Postoperative complications included self-limited vitreous hemorrhages (2/16, 13%); one patient had a prior BRVO and another had ARN previously. Two patients had non-visually significant epiretinal membranes (13%); one had prior trauma, and another had a previous RD and MH. One patient had an exposed suture tail that was trimmed. In another patient, the haptic appeared to have been amputated by the polypropylene suture; the patient underwent a scleral fixation with another one-piece PCIOL and developed no further complications in 18 months of follow-up.
Discussion
Inadequate posterior capsular support prevents standard implantation of a posterior chamber IOL in some patients. Many existing techniques, however, cannot be applied to one-piece acrylic IOLs and may require an IOL explantation or exchange. The current study demonstrates the applicability of a previously described scleral suture-fixation technique to one-piece acrylic IOLs. The PCIOLs remained well-centered without statistically significant refractive changes postoperatively. There were no permanent, visually significant postoperative complications. The square edge haptics and terminal flares helped to prevent the sutures from sliding off the lenses and provided greater contact area for IOL stability compared to three-piece IOLs. Further stabilization was provided by the two square knots used to secure the suture to the IOL and to the sclera. The overall visual results were good but were limited in some cases by the underlying past ocular histories, including glaucoma and amblyopia.

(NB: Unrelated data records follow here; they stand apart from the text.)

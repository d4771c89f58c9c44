//! Supervisor that keeps `N` worker processes alive.
//!
//! Every slot is a `taskvisor` task that owns one worker process per attempt. The
//! supervisor restarts it whenever it ends and spaces rapid failures with
//! [`BackoffPolicy`]. Cancellation stops every worker (SIGTERM, then SIGKILL
//! after the stop grace) and ends the tasks.

use std::{sync::Arc, time::Duration};

use taskvisor::{
    BackoffPolicy, SupervisorConfig, RestartPolicy, Subscribe, Supervisor, TaskSpec,
};
use tokio_util::sync::CancellationToken;
use tracing::{info, warn};

use crate::{PoolError, default_parallelism};

mod command;
pub use command::{WORKER_SLOT_ENV, WorkerCommand};
mod registry;
pub use registry::WorkerRegistry;
mod task;
use task::SlotTask;

/// Pool sizing and lifecycle settings.
#[derive(Debug, Clone)]
pub struct PoolConfig {
    pub workers: usize,
    /// Delay between consecutive rapid failures of one slot.
    pub backoff: BackoffPolicy,
    /// A worker that ran at least this long is replaced without delay.
    pub stable_after: Duration,
    /// How long a worker may take to exit after SIGTERM before it is killed.
    pub stop_grace: Duration,
}

impl Default for PoolConfig {
    fn default() -> Self {
        Self {
            workers: default_parallelism(),
            backoff: BackoffPolicy {
                first: Duration::from_millis(100),
                max: Duration::from_secs(10),
                factor: 2.0,
                ..BackoffPolicy::default()
            },
            stable_after: Duration::from_secs(5),
            stop_grace: Duration::from_secs(5),
        }
    }
}

impl PoolConfig {
    pub fn validate(&self) -> Result<(), PoolError> {
        if self.workers == 0 {
            return Err(PoolError::InvalidConfig("workers must be >= 1".into()));
        }
        if !self.backoff.factor.is_finite() || self.backoff.factor < 1.0 {
            return Err(PoolError::InvalidConfig(format!(
                "backoff factor must be >= 1.0, got {}",
                self.backoff.factor
            )));
        }
        if self.backoff.first > self.backoff.max {
            return Err(PoolError::InvalidConfig(
                "backoff first delay exceeds max".into(),
            ));
        }
        Ok(())
    }
}

pub struct WorkerPool {
    cfg: PoolConfig,
    command: Arc<WorkerCommand>,
    registry: WorkerRegistry,
    subscribers: Vec<Arc<dyn Subscribe>>,
}

impl WorkerPool {
    pub fn new(cfg: PoolConfig, command: WorkerCommand) -> Result<Self, PoolError> {
        cfg.validate()?;
        Ok(Self {
            cfg,
            command: Arc::new(command),
            registry: WorkerRegistry::new(),
            subscribers: Vec::new(),
        })
    }

    /// Receive the supervisor's lifecycle events (starts, failures, backoff).
    pub fn with_subscribers(mut self, subscribers: Vec<Arc<dyn Subscribe>>) -> Self {
        self.subscribers = subscribers;
        self
    }

    /// Live view of the slots; stays valid after `run` returns.
    pub fn registry(&self) -> WorkerRegistry {
        self.registry.clone()
    }

    /// Start all workers and keep them alive until `cancel` fires.
    ///
    /// Returns once every worker has been stopped.
    pub async fn run(&self, cancel: CancellationToken) -> Result<(), PoolError> {
        info!(
            workers = self.cfg.workers,
            program = %self.command.program.display(),
            "starting worker pool"
        );

        let mut sup_cfg = SupervisorConfig::default();
        sup_cfg.grace = self.cfg.stop_grace + Duration::from_secs(1);
        let sup = Supervisor::builder(sup_cfg)
            .with_subscribers(self.subscribers.clone())
            .build();

        let specs: Vec<TaskSpec> = (0..self.cfg.workers)
            .map(|slot| {
                let task = SlotTask {
                    slot,
                    command: Arc::clone(&self.command),
                    registry: self.registry.clone(),
                    stable_after: self.cfg.stable_after,
                    stop_grace: self.cfg.stop_grace,
                    cancel: cancel.clone(),
                }
                .into_task();
                TaskSpec::new(
                    task,
                    RestartPolicy::Always { interval: None },
                    self.cfg.backoff.clone(),
                    None,
                )
            })
            .collect();

        let run = sup.run(specs);
        tokio::pin!(run);

        let res = tokio::select! {
            res = &mut run => res,
            _ = cancel.cancelled() => {
                // Tasks see the same token; a slot sleeping in backoff notices on its next attempt.
                let wind_down = self.cfg.stop_grace + self.cfg.backoff.max;
                match tokio::time::timeout(wind_down, &mut run).await {
                    Ok(res) => res,
                    Err(_) => {
                        warn!(wind_down_ms = wind_down.as_millis() as u64, "supervisor still running after stop; leaving it");
                        Ok(())
                    }
                }
            }
        };
        res.map_err(|e| PoolError::Supervisor(e.to_string()))?;

        info!(restarts = self.registry.total_restarts(), "worker pool stopped");
        Ok(())
    }
}
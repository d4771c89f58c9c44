use std::{sync::Arc, time::Duration};

use anyhow::Context;
use clap::Parser;
use tokio_util::sync::CancellationToken;
use tracing::info;
use wirebench_observe::{ColorMode, LoggerConfig, LoggerFormat, SupervisorEvents, logger_init};
use wirebench_server::{
    MAX_BODY_BYTES, PoolConfig, ServerConfig, WORKER_SLOT_ENV, WorkerCommand, WorkerPool,
    default_parallelism, run_worker, shutdown_signal, taskvisor::Subscribe,
};

/// Echo server for payload benchmarks: one supervisor, `N` worker processes sharing a port.
#[derive(Debug, Parser)]
#[command(version, about, long_about = None)]
struct Cli {
    #[arg(long, env = "HOST", default_value = "0.0.0.0")]
    host: String,

    #[arg(long, env = "PORT", default_value_t = 3000)]
    port: u16,

    /// Worker processes; defaults to the available parallelism
    #[arg(long, env = "WORKERS")]
    workers: Option<usize>,

    /// Larger request bodies are answered with 413
    #[arg(long, default_value_t = MAX_BODY_BYTES)]
    max_body_bytes: usize,

    /// Time in-flight requests get after SIGTERM
    #[arg(long, default_value_t = 5000)]
    shutdown_grace_ms: u64,

    #[arg(long, env = "LOG_LEVEL", default_value = "info")]
    log_level: String,

    /// text | json | journald
    #[arg(long, env = "LOG_FORMAT", default_value = "text")]
    log_format: LoggerFormat,

    /// auto | always | never
    #[arg(long, default_value = "auto")]
    log_color: ColorMode,

    /// Serve as a single worker. Set by the supervisor when it re-executes itself.
    #[arg(long, hide = true)]
    worker: bool,
}

impl Cli {
    fn server_config(&self) -> ServerConfig {
        ServerConfig {
            host: self.host.clone(),
            port: self.port,
            max_body_bytes: self.max_body_bytes,
            shutdown_grace: Duration::from_millis(self.shutdown_grace_ms),
            reuse_port: true,
        }
    }
}

fn main() -> anyhow::Result<()> {
    let cli = Cli::parse();

    logger_init(
        &LoggerConfig::new(cli.log_format, cli.log_level.as_str()).with_color(cli.log_color),
    )?;

    let server = cli.server_config();
    server.validate()?;

    // Both roles are single-threaded; parallelism comes from processes.
    let rt = tokio::runtime::Builder::new_current_thread()
        .enable_all()
        .build()
        .context("failed to build tokio runtime")?;

    if cli.worker {
        let slot = std::env::var(WORKER_SLOT_ENV).ok();
        info!(pid = std::process::id(), slot = slot.as_deref().unwrap_or("-"), "worker starting");
        rt.block_on(run_worker(&server))?;
        return Ok(());
    }

    rt.block_on(supervise(&cli, &server))
}

async fn supervise(cli: &Cli, server: &ServerConfig) -> anyhow::Result<()> {
    // 1) Fail fast on an address workers could never bind.
    let addr = server.socket_addr()?;

    // 2) Pool re-executing this binary in worker mode
    let cfg = PoolConfig {
        workers: cli.workers.unwrap_or_else(default_parallelism),
        stop_grace: server.shutdown_grace + Duration::from_secs(1),
        ..Default::default()
    };
    let command = WorkerCommand::current_exe()?
        .args(std::env::args_os().skip(1))
        .args(["--worker"]);
    let subscribers: Vec<Arc<dyn Subscribe>> = vec![Arc::new(SupervisorEvents::new())];
    let pool = WorkerPool::new(cfg.clone(), command)?.with_subscribers(subscribers);
    info!(pid = std::process::id(), %addr, workers = cfg.workers, "supervisor ready");

    // 3) Signals stop the pool
    let cancel = CancellationToken::new();
    tokio::spawn({
        let cancel = cancel.clone();
        async move {
            shutdown_signal().await;
            info!("stopping workers");
            cancel.cancel();
        }
    });

    pool.run(cancel).await?;
    Ok(())
}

Additional benefits of the described technique include minimizing the number and size of ocular incisions and avoiding the incumbent trauma that IOL exchanges with rigid lenses entail. Furthermore, the procedure required no specialized, expensive equipment; the two 27-gauge needles cost less than 10 cents and the polypropylene suture less than $15. The entire procedure was relatively quick to perform, minimizing operating costs and the risk of microscope light-induced photoxicity.3
The limitations in the study include the small number of cases, relatively short follow-up, and retrospective nature; however, the same technique has been applied to three-piece IOLs and followed for many years with similar success.4 Although a 20-gauge incision was used to accommodate the IOL forceps, smaller 23-gauge forceps could be used. A disadvantage of the described scleral suture-fixation technique, like many other methods, is that it cannot be applied to plate-style haptics.
In conclusion, the scleral suture-fixation technique is a versatile surgical technique that can result in good visual outcomes in patients with dislocated one-piece acrylic intraocular lenses.
Summary Statement.
The described surgical technique can fixate the popular one-piece acrylic intraocular lenses to the sclera.
Acknowledgments
Funding: The research was supported in part by the National Eye Institute Center Core Grant (P30EY014801) and an unrestricted grant from the Research to Prevent Blindness, Inc., New York, NY to the Department of Ophthalmology, University of Miami Miller School of Medicine. The funding organizations had no role in the design and conduct of the study; collection, management, analysis, and interpretation of the data; preparation, review, or approval of the manuscript; or decision to submit the manuscript for publication.
Footnotes
Conflicts of Interest: None of the authors has any financial conflicts of interest or proprietary interests to disclose.
Meeting: The manuscript has not been previously presented at a meeting.